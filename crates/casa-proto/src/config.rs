use serde::{Deserialize, Serialize};
use std::path::PathBuf;
use std::time::Duration;

use super::platform;

/// Environment override for `[api] base_url`.
pub const API_BASE_ENV: &str = "CASA_API_BASE";

#[derive(Debug, Clone, Default, Serialize, Deserialize)]
pub struct Config {
    #[serde(default)]
    pub api: ApiConfig,
    #[serde(default)]
    pub polling: PollingConfig,
    #[serde(default)]
    pub control: ControlConfig,
    #[serde(default)]
    pub canvas: CanvasConfig,
    #[serde(default)]
    pub paths: PathsConfig,
}

#[derive(Debug, Clone, Serialize, Deserialize)]
pub struct ApiConfig {
    #[serde(default = "default_base_url")]
    pub base_url: String,
    #[serde(default = "default_request_timeout_ms")]
    pub request_timeout_ms: u64,
}

/// Cadence of the now-playing poller.  All values in milliseconds unless the
/// name says otherwise.
#[derive(Debug, Clone, Serialize, Deserialize)]
pub struct PollingConfig {
    #[serde(default = "default_playing_interval_ms")]
    pub playing_interval_ms: u64,
    #[serde(default = "default_idle_interval_ms")]
    pub idle_interval_ms: u64,
    /// Interval used once the track is within `near_end_threshold_secs` of its end.
    #[serde(default = "default_near_end_interval_ms")]
    pub near_end_interval_ms: u64,
    #[serde(default = "default_near_end_threshold_secs")]
    pub near_end_threshold_secs: u32,
    /// Floor applied while the host reports the view as hidden.
    #[serde(default = "default_hidden_interval_ms")]
    pub hidden_interval_ms: u64,
    #[serde(default = "default_max_backoff_factor")]
    pub max_backoff_factor: u64,
    #[serde(default = "default_max_interval_ms")]
    pub max_interval_ms: u64,
    /// Delay before the refresh fired when extrapolated progress hits the duration.
    #[serde(default = "default_end_of_track_refresh_ms")]
    pub end_of_track_refresh_ms: u64,
}

#[derive(Debug, Clone, Serialize, Deserialize)]
pub struct ControlConfig {
    /// Lifetime of the transient control-failure notice.
    #[serde(default = "default_notice_ttl_ms")]
    pub notice_ttl_ms: u64,
    #[serde(default = "default_volume_debounce_ms")]
    pub volume_debounce_ms: u64,
    /// Volume restored on unmute when no earlier non-zero level is known.
    #[serde(default = "default_mute_restore_volume")]
    pub mute_restore_volume: u8,
    #[serde(default = "default_play_pause_follow_ups_ms")]
    pub play_pause_follow_ups_ms: Vec<u64>,
    #[serde(default = "default_skip_follow_ups_ms")]
    pub skip_follow_ups_ms: Vec<u64>,
    #[serde(default = "default_intent_timeout_ms")]
    pub intent_timeout_ms: u64,
}

#[derive(Debug, Clone, Serialize, Deserialize)]
pub struct CanvasConfig {
    /// Canvas lookup endpoint; lookups are disabled when unset.
    #[serde(default)]
    pub api_url: Option<String>,
    /// Video shown when a track has no canvas.
    #[serde(default)]
    pub default_video: Option<String>,
    /// Scheme prefix of deep links carrying the streaming track id.
    #[serde(default = "default_streaming_service")]
    pub streaming_service: String,
}

#[derive(Debug, Clone, Serialize, Deserialize)]
pub struct PathsConfig {
    #[serde(default = "default_preferences_file")]
    pub preferences_file: PathBuf,
}

impl Default for ApiConfig {
    fn default() -> Self {
        Self {
            base_url: default_base_url(),
            request_timeout_ms: default_request_timeout_ms(),
        }
    }
}

impl Default for PollingConfig {
    fn default() -> Self {
        Self {
            playing_interval_ms: default_playing_interval_ms(),
            idle_interval_ms: default_idle_interval_ms(),
            near_end_interval_ms: default_near_end_interval_ms(),
            near_end_threshold_secs: default_near_end_threshold_secs(),
            hidden_interval_ms: default_hidden_interval_ms(),
            max_backoff_factor: default_max_backoff_factor(),
            max_interval_ms: default_max_interval_ms(),
            end_of_track_refresh_ms: default_end_of_track_refresh_ms(),
        }
    }
}

impl Default for ControlConfig {
    fn default() -> Self {
        Self {
            notice_ttl_ms: default_notice_ttl_ms(),
            volume_debounce_ms: default_volume_debounce_ms(),
            mute_restore_volume: default_mute_restore_volume(),
            play_pause_follow_ups_ms: default_play_pause_follow_ups_ms(),
            skip_follow_ups_ms: default_skip_follow_ups_ms(),
            intent_timeout_ms: default_intent_timeout_ms(),
        }
    }
}

impl Default for CanvasConfig {
    fn default() -> Self {
        Self {
            api_url: None,
            default_video: None,
            streaming_service: default_streaming_service(),
        }
    }
}

impl Default for PathsConfig {
    fn default() -> Self {
        Self {
            preferences_file: default_preferences_file(),
        }
    }
}

impl ApiConfig {
    pub fn request_timeout(&self) -> Duration {
        Duration::from_millis(self.request_timeout_ms)
    }
}

impl PollingConfig {
    pub fn end_of_track_refresh(&self) -> Duration {
        Duration::from_millis(self.end_of_track_refresh_ms)
    }
}

impl ControlConfig {
    pub fn notice_ttl(&self) -> Duration {
        Duration::from_millis(self.notice_ttl_ms)
    }

    pub fn volume_debounce(&self) -> Duration {
        Duration::from_millis(self.volume_debounce_ms)
    }

    pub fn intent_timeout(&self) -> Duration {
        Duration::from_millis(self.intent_timeout_ms)
    }
}

fn default_base_url() -> String {
    "http://127.0.0.1:8735/api/v1".to_string()
}

fn default_request_timeout_ms() -> u64 {
    10_000
}

fn default_playing_interval_ms() -> u64 {
    5_000
}

fn default_idle_interval_ms() -> u64 {
    15_000
}

fn default_near_end_interval_ms() -> u64 {
    1_500
}

fn default_near_end_threshold_secs() -> u32 {
    7
}

fn default_hidden_interval_ms() -> u64 {
    60_000
}

fn default_max_backoff_factor() -> u64 {
    32
}

fn default_max_interval_ms() -> u64 {
    120_000
}

fn default_end_of_track_refresh_ms() -> u64 {
    300
}

fn default_notice_ttl_ms() -> u64 {
    5_000
}

fn default_volume_debounce_ms() -> u64 {
    200
}

fn default_mute_restore_volume() -> u8 {
    25
}

fn default_play_pause_follow_ups_ms() -> Vec<u64> {
    vec![300, 900]
}

fn default_skip_follow_ups_ms() -> Vec<u64> {
    vec![300, 1200]
}

fn default_intent_timeout_ms() -> u64 {
    3_000
}

fn default_streaming_service() -> String {
    "spotify".to_string()
}

fn default_preferences_file() -> PathBuf {
    platform::config_dir().join("preferences.json")
}

impl Config {
    pub fn load() -> anyhow::Result<Self> {
        let config_path = Self::config_path();

        let mut config = if !config_path.exists() {
            let config = Self::default();
            config.save()?;
            config
        } else {
            Self::load_from(&config_path)?
        };

        if let Ok(base) = std::env::var(API_BASE_ENV) {
            if !base.trim().is_empty() {
                config.api.base_url = base;
            }
        }
        Ok(config)
    }

    pub fn load_from(path: &std::path::Path) -> anyhow::Result<Self> {
        let content = std::fs::read_to_string(path)?;
        let config: Self = toml::from_str(&content)?;
        Ok(config)
    }

    pub fn save(&self) -> anyhow::Result<()> {
        let config_path = Self::config_path();
        if let Some(parent) = config_path.parent() {
            std::fs::create_dir_all(parent)?;
        }
        let content = toml::to_string_pretty(self)?;
        std::fs::write(&config_path, content)?;
        Ok(())
    }

    pub fn config_path() -> PathBuf {
        platform::config_dir().join("config.toml")
    }
}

Assigned task: In the records above, find each line holding "parent" and copy it.

Problem solution:
        if let Some(parent) = config_path.parent() {
            std::fs::create_dir_all(parent)?;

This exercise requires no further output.